## Task brief
Please copy every line of the records below that holds the word "next".
BEGIN Records shown
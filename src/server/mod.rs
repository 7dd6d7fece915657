//! HTTP server implementation
//!
//! This module provides the HTTP server, the rate limit gates and routing.

pub mod middleware;
pub mod routes;
pub mod websocket;

pub mod builder;
pub mod server;
pub mod state;

pub use server::{HttpServer, create_app};
pub use state::AppState;
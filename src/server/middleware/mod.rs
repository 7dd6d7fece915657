//! HTTP middleware implementations
//!
//! - Rate limiting gate in front of every handler
//! - Principal resolution and scope classification helpers shared with the
//!   WebSocket handler

mod helpers;
mod rate_limit;


pub use helpers::{
    HeaderPrincipalResolver, PRINCIPAL_ID_HEADER, PRINCIPAL_TIER_HEADER, PrincipalResolver,
    ScopeClassifier,
};
pub use rate_limit::{
    RateLimitMiddleware, RateLimitMiddlewareService, apply_rate_limit_headers,
    rate_limited_response,
};
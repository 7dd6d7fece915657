//! WebSocket gate integration tests
//!
//! A real server on a loopback port with a real client, so the JSON notices
//! and the 1008 close frame are checked on the wire.

#[cfg(test)]
mod tests {
    use crate::common::TestGateway;
    use crate::common::fixtures::websocket_config;
    use actix_web::{HttpServer, web};
    use futures::{SinkExt, StreamExt};
    use ratelimit_gateway::server::create_app;
    use ratelimit_gateway::storage::CounterStore;
    use serde_json::Value;
    use tokio::net::TcpStream;
    use tokio_tungstenite::tungstenite::Message;
    use tokio_tungstenite::tungstenite::client::IntoClientRequest;
    use tokio_tungstenite::{MaybeTlsStream, WebSocketStream, connect_async};

    type Client = WebSocketStream<MaybeTlsStream<TcpStream>>;

    /// Start of a 10s window
    const WS_NOW: u64 = 1_000_030;

    async fn start_server(gateway: &TestGateway) -> (String, actix_web::dev::ServerHandle) {
        let state = web::Data::new(gateway.state());
        let server = HttpServer::new(move || create_app(state.clone()))
            .workers(1)
            .disable_signals()
            .bind(("127.0.0.1", 0))
            .unwrap();
        let addr = server.addrs()[0];
        let server = server.run();
        let handle = server.handle();
        actix_web::rt::spawn(server);
        (format!("ws://{}/ws", addr), handle)
    }

    async fn connect(url: &str, principal: &str) -> Client {
        let mut request = url.into_client_request().unwrap();
        request
            .headers_mut()
            .insert("x-principal-id", principal.parse().unwrap());
        let (client, _) = connect_async(request).await.unwrap();
        client
    }

    async fn send_text(client: &mut Client) -> Message {
        client.send(Message::Text("hello".into())).await.unwrap();
        client.next().await.unwrap().unwrap()
    }

    fn notice(message: Message) -> Value {
        match message {
            Message::Text(text) => serde_json::from_str(&text).unwrap(),
            other => panic!("expected a text notice, got {:?}", other),
        }
    }

    /// Over quota once: warned. Over quota again in the next window: closed with 1008
    #[actix_web::test]
    async fn test_warn_then_close_on_the_wire() {
        let gateway = TestGateway::with_config(websocket_config(3), WS_NOW);
        let (url, handle) = start_server(&gateway).await;
        let mut client = connect(&url, "chatty").await;

        for _ in 0..3 {
            assert_eq!(notice(send_text(&mut client).await)["type"], "ack");
        }
        let warning = notice(send_text(&mut client).await);
        assert_eq!(warning["type"], "rate_limit_exceeded");
        assert_eq!(warning["retry_after"], 10);

        gateway.clock.advance(10);
        for _ in 0..3 {
            assert_eq!(notice(send_text(&mut client).await)["type"], "ack");
        }
        match send_text(&mut client).await {
            Message::Close(Some(frame)) => assert_eq!(u16::from(frame.code), 1008),
            other => panic!("expected a policy close, got {:?}", other),
        }

        handle.stop(true).await;
    }

    /// Messages sent while throttled are dropped without a reply or a count
    #[actix_web::test]
    async fn test_throttled_messages_are_dropped_silently() {
        let gateway = TestGateway::with_config(websocket_config(3), WS_NOW);
        let (url, handle) = start_server(&gateway).await;
        let mut client = connect(&url, "quiet").await;

        for _ in 0..3 {
            send_text(&mut client).await;
        }
        assert_eq!(
            notice(send_text(&mut client).await)["type"],
            "rate_limit_exceeded"
        );

        for _ in 0..5 {
            client.send(Message::Text("ignored".into())).await.unwrap();
        }
        // The pong is the very next frame, so nothing answered the drops.
        client.send(Message::Ping(b"sync".to_vec())).await.unwrap();
        match client.next().await.unwrap().unwrap() {
            Message::Pong(payload) => assert_eq!(payload, b"sync".to_vec()),
            other => panic!("expected pong, got {:?}", other),
        }

        let key = "rl:websocket:message:quiet:10:1000030";
        assert_eq!(gateway.store.read(key).await.unwrap(), 4);

        client.close(None).await.unwrap();
        handle.stop(true).await;
    }

    /// Each connection of a principal draws from the same message budget
    #[actix_web::test]
    async fn test_connections_share_the_principal_budget() {
        let gateway = TestGateway::with_config(websocket_config(3), WS_NOW);
        let (url, handle) = start_server(&gateway).await;
        let mut first = connect(&url, "multi-tab").await;
        let mut second = connect(&url, "multi-tab").await;

        assert_eq!(notice(send_text(&mut first).await)["type"], "ack");
        assert_eq!(notice(send_text(&mut second).await)["type"], "ack");
        assert_eq!(notice(send_text(&mut first).await)["type"], "ack");
        assert_eq!(
            notice(send_text(&mut second).await)["type"],
            "rate_limit_exceeded"
        );

        handle.stop(true).await;
    }
}
//! Helper types for middleware

use crate::config::RateLimitConfig;
use crate::core::rate_limiter::types::{Principal, Scope, Tier};
use actix_web::http::header::HeaderMap;
use sha2::{Digest, Sha256};
use tracing::debug;

/// Header carrying the principal id set by the upstream auth layer
pub const PRINCIPAL_ID_HEADER: &str = "x-principal-id";
/// Header carrying the principal tier set by the upstream auth layer
pub const PRINCIPAL_TIER_HEADER: &str = "x-principal-tier";

/// Turns an inbound request into a [`Principal`]
pub trait PrincipalResolver: Send + Sync {
    fn resolve(&self, headers: &HeaderMap, peer_addr: Option<&str>) -> Principal;
}

/// Resolves principals from identity headers
///
/// Authentication happens upstream; this only trusts what it is handed.
/// Requests without an identity header fall back to a hash of their
/// credential, then to the peer address, both on the free tier.
#[derive(Debug, Clone, Default)]
pub struct HeaderPrincipalResolver;

impl HeaderPrincipalResolver {
    pub fn new() -> Self {
        Self
    }

    fn header<'a>(headers: &'a HeaderMap, name: &str) -> Option<&'a str> {
        headers
            .get(name)
            .and_then(|v| v.to_str().ok())
            .map(str::trim)
            .filter(|v| !v.is_empty())
    }

    fn credential_id(credential: &str) -> String {
        let digest = Sha256::digest(credential.as_bytes());
        format!("key:{}", &hex::encode(digest)[..16])
    }
}

impl PrincipalResolver for HeaderPrincipalResolver {
    fn resolve(&self, headers: &HeaderMap, peer_addr: Option<&str>) -> Principal {
        if let Some(id) = Self::header(headers, PRINCIPAL_ID_HEADER) {
            let tier = match Self::header(headers, PRINCIPAL_TIER_HEADER) {
                Some(raw) => raw.parse().unwrap_or_else(|_| {
                    debug!("Unrecognised tier '{}', treating principal as free", raw);
                    Tier::Free
                }),
                None => Tier::Free,
            };
            return Principal::new(id, tier);
        }

        if let Some(credential) = Self::header(headers, "x-api-key")
            .or_else(|| Self::header(headers, "authorization"))
        {
            return Principal::new(Self::credential_id(credential), Tier::Free);
        }

        // Strip the port so reconnects from the same host share a counter.
        let host = peer_addr
            .map(|addr| match addr.parse::<std::net::SocketAddr>() {
                Ok(socket) => socket.ip().to_string(),
                Err(_) => addr.to_string(),
            })
            .unwrap_or_else(|| "unknown".to_string());
        Principal::new(format!("ip:{}", host), Tier::Free)
    }
}

/// Maps request paths onto scopes
#[derive(Debug, Clone)]
pub struct ScopeClassifier {
    /// Longest prefix first
    routes: Vec<(String, Scope)>,
    exempt: Vec<String>,
    default_scope: Scope,
}

impl ScopeClassifier {
    pub fn new(routes: Vec<(String, Scope)>, exempt: Vec<String>, default_scope: Scope) -> Self {
        let mut routes = routes;
        routes.sort_by(|a, b| b.0.len().cmp(&a.0.len()));
        Self {
            routes,
            exempt,
            default_scope,
        }
    }

    pub fn from_config(config: &RateLimitConfig) -> Self {
        Self::new(
            config
                .routes
                .iter()
                .map(|r| (r.prefix.clone(), r.scope.clone()))
                .collect(),
            config.exempt_paths.clone(),
            config.default_scope.clone(),
        )
    }

    /// Scope for `path`, `None` when the path is exempt
    pub fn classify(&self, path: &str) -> Option<Scope> {
        if self.exempt.iter().any(|p| matches_prefix(path, p)) {
            return None;
        }

        Some(
            self.routes
                .iter()
                .find(|(prefix, _)| matches_prefix(path, prefix))
                .map(|(_, scope)| scope.clone())
                .unwrap_or_else(|| self.default_scope.clone()),
        )
    }
}

/// Prefix match on path segment boundaries, so `/auth` does not match `/authors`
fn matches_prefix(path: &str, prefix: &str) -> bool {
    let prefix = prefix.trim_end_matches('/');
    if prefix.is_empty() {
        return true;
    }
    match path.strip_prefix(prefix) {
        Some(rest) => rest.is_empty() || rest.starts_with('/'),
        None => false,
    }
}
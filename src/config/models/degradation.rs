//! Degradation controller configuration

use super::*;
use serde::{Deserialize, Serialize};

/// Overload detection and emergency policy
#[derive(Debug, Clone, Serialize, Deserialize)]
pub struct DegradationConfig {
    /// Run the controller at all
    #[serde(default = "default_true")]
    pub enabled: bool,
    /// Sampling period in milliseconds
    #[serde(default = "default_tick_interval_ms")]
    pub tick_interval_ms: u64,
    /// Number of ticks in the rolling ratio window
    #[serde(default = "default_window_ticks")]
    pub window_ticks: usize,
    /// Consecutive breaching ticks needed to activate
    #[serde(default = "default_sustain_ticks")]
    pub sustain_ticks: u32,
    /// Denial ratio above which a tick counts as breaching
    #[serde(default = "default_denial_ratio_threshold")]
    pub denial_ratio_threshold: f64,
    /// Denial ratio below which the system counts as recovered
    #[serde(default = "default_recovery_ratio_threshold")]
    pub recovery_ratio_threshold: f64,
    /// Minimum decisions in the window before the ratio is trusted
    #[serde(default = "default_min_volume_floor")]
    pub min_volume_floor: u64,
    /// Distinct principals that must be denied within the window, 0 disables
    #[serde(default = "default_min_distinct_principals")]
    pub min_distinct_principals: usize,
    /// Seconds the recovery condition must hold before deactivating
    #[serde(default = "default_cooldown_seconds")]
    pub cooldown_seconds: u64,
    /// Global ceiling applied to every principal while active
    #[serde(default = "default_emergency_policy")]
    pub emergency: PolicyConfig,
}

fn default_tick_interval_ms() -> u64 {
    1000
}

fn default_window_ticks() -> usize {
    10
}

fn default_sustain_ticks() -> u32 {
    3
}

fn default_denial_ratio_threshold() -> f64 {
    0.5
}

fn default_recovery_ratio_threshold() -> f64 {
    0.2
}

fn default_min_volume_floor() -> u64 {
    100
}

fn default_min_distinct_principals() -> usize {
    5
}

fn default_cooldown_seconds() -> u64 {
    30
}

fn default_emergency_policy() -> PolicyConfig {
    PolicyConfig::new(10, 60, 0)
}

impl Default for DegradationConfig {
    fn default() -> Self {
        Self {
            enabled: true,
            tick_interval_ms: default_tick_interval_ms(),
            window_ticks: default_window_ticks(),
            sustain_ticks: default_sustain_ticks(),
            denial_ratio_threshold: default_denial_ratio_threshold(),
            recovery_ratio_threshold: default_recovery_ratio_threshold(),
            min_volume_floor: default_min_volume_floor(),
            min_distinct_principals: default_min_distinct_principals(),
            cooldown_seconds: default_cooldown_seconds(),
            emergency: default_emergency_policy(),
        }
    }
}
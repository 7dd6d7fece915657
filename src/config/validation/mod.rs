//! Configuration validation
//!
//! - `trait_def`: core Validate trait definition
//! - `config_validators`: server, storage, logging and top-level validators
//! - `rate_limit_validators`: policy table and degradation validators

mod config_validators;
mod rate_limit_validators;
mod trait_def;

pub use trait_def::Validate;
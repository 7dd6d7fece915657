//! WebSocket message gating
//!
//! The upgrade request itself passes through the HTTP gate; after that each
//! inbound data message is charged against the WebSocket scope by a
//! per-connection [`WebSocketRateGate`].

mod gate;
mod session;


pub use gate::{ConnectionState, GateAction, ServerNotice, WebSocketRateGate};
pub use session::run_session;
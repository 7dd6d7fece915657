//! Time source for window arithmetic

use std::fmt;
use std::sync::Arc;
use std::sync::atomic::{AtomicU64, Ordering};
use std::time::{SystemTime, UNIX_EPOCH};

/// Source of the current unix time in whole seconds
pub trait Clock: Send + Sync + fmt::Debug {
    fn now_secs(&self) -> u64;
}

/// Wall clock
#[derive(Debug, Default, Clone, Copy)]
pub struct SystemClock;

impl Clock for SystemClock {
    fn now_secs(&self) -> u64 {
        SystemTime::now()
            .duration_since(UNIX_EPOCH)
            .map(|d| d.as_secs())
            .unwrap_or(0)
    }
}

/// Clock that only moves when told to
///
/// Clones share the same underlying time.
#[derive(Debug, Clone)]
pub struct ManualClock {
    secs: Arc<AtomicU64>,
}

impl ManualClock {
    pub fn new(start_secs: u64) -> Self {
        Self {
            secs: Arc::new(AtomicU64::new(start_secs)),
        }
    }

    pub fn advance(&self, secs: u64) {
        self.secs.fetch_add(secs, Ordering::SeqCst);
    }

    pub fn set(&self, secs: u64) {
        self.secs.store(secs, Ordering::SeqCst);
    }
}

impl Clock for ManualClock {
    fn now_secs(&self) -> u64 {
        self.secs.load(Ordering::SeqCst)
    }
}
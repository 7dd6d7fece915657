//! In-memory counter store

use super::counter::CounterStore;
use crate::core::rate_limiter::clock::Clock;
use crate::utils::error::Result;
use async_trait::async_trait;
use dashmap::DashMap;
use std::sync::Arc;
use std::time::Duration;
use tokio::sync::watch;
use tokio::task::JoinHandle;
use tracing::{debug, info};

#[derive(Debug, Clone, Copy)]
struct CounterEntry {
    count: u64,
    expires_at: u64,
}

/// Process-local counters with TTL enforced against a [`Clock`]
///
/// Suitable for single-instance deployments and tests. Counts are not shared
/// between processes.
#[derive(Debug)]
pub struct InMemoryCounterStore {
    counters: DashMap<String, CounterEntry>,
    clock: Arc<dyn Clock>,
}

impl InMemoryCounterStore {
    pub fn new(clock: Arc<dyn Clock>) -> Self {
        Self {
            counters: DashMap::new(),
            clock,
        }
    }

    /// Number of live and not yet purged keys
    pub fn len(&self) -> usize {
        self.counters.len()
    }

    pub fn is_empty(&self) -> bool {
        self.counters.is_empty()
    }

    /// Drop expired counters, returning how many were removed
    pub fn purge_expired(&self) -> usize {
        let now = self.clock.now_secs();
        let before = self.counters.len();
        self.counters.retain(|_, entry| entry.expires_at > now);
        before.saturating_sub(self.counters.len())
    }

    /// Start the periodic purge task
    pub fn start_cleanup_task(
        self: &Arc<Self>,
        interval: Duration,
        mut shutdown: watch::Receiver<bool>,
    ) -> JoinHandle<()> {
        let store = Arc::clone(self);
        tokio::spawn(async move {
            let mut ticker = tokio::time::interval(interval);
            loop {
                tokio::select! {
                    _ = ticker.tick() => {
                        let removed = store.purge_expired();
                        if removed > 0 {
                            debug!("Purged {} expired rate limit counters", removed);
                        }
                    }
                    changed = shutdown.changed() => {
                        if changed.is_err() || *shutdown.borrow() {
                            info!("Stopping in-memory counter cleanup task");
                            break;
                        }
                    }
                }
            }
        })
    }
}

#[async_trait]
impl CounterStore for InMemoryCounterStore {
    async fn increment_and_get(&self, key: &str, ttl_seconds: u64) -> Result<u64> {
        let now = self.clock.now_secs();
        let fresh = CounterEntry {
            count: 0,
            expires_at: now.saturating_add(ttl_seconds),
        };

        // The entry guard holds the shard lock, making the update atomic.
        let mut entry = self.counters.entry(key.to_string()).or_insert(fresh);
        if entry.expires_at <= now {
            *entry = fresh;
        }
        entry.count += 1;
        Ok(entry.count)
    }

    async fn read(&self, key: &str) -> Result<u64> {
        let now = self.clock.now_secs();
        Ok(self
            .counters
            .get(key)
            .filter(|entry| entry.expires_at > now)
            .map(|entry| entry.count)
            .unwrap_or(0))
    }

    async fn reset(&self, key: &str) -> Result<()> {
        self.counters.remove(key);
        Ok(())
    }

    fn backend_name(&self) -> &'static str {
        "memory"
    }
}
END Records shown
## Answer
        client.next().await.unwrap().unwrap()
    /// Over quota once: warned. Over quota again in the next window: closed with 1008
        // The pong is the very next frame, so nothing answered the drops.
        match client.next().await.unwrap().unwrap() {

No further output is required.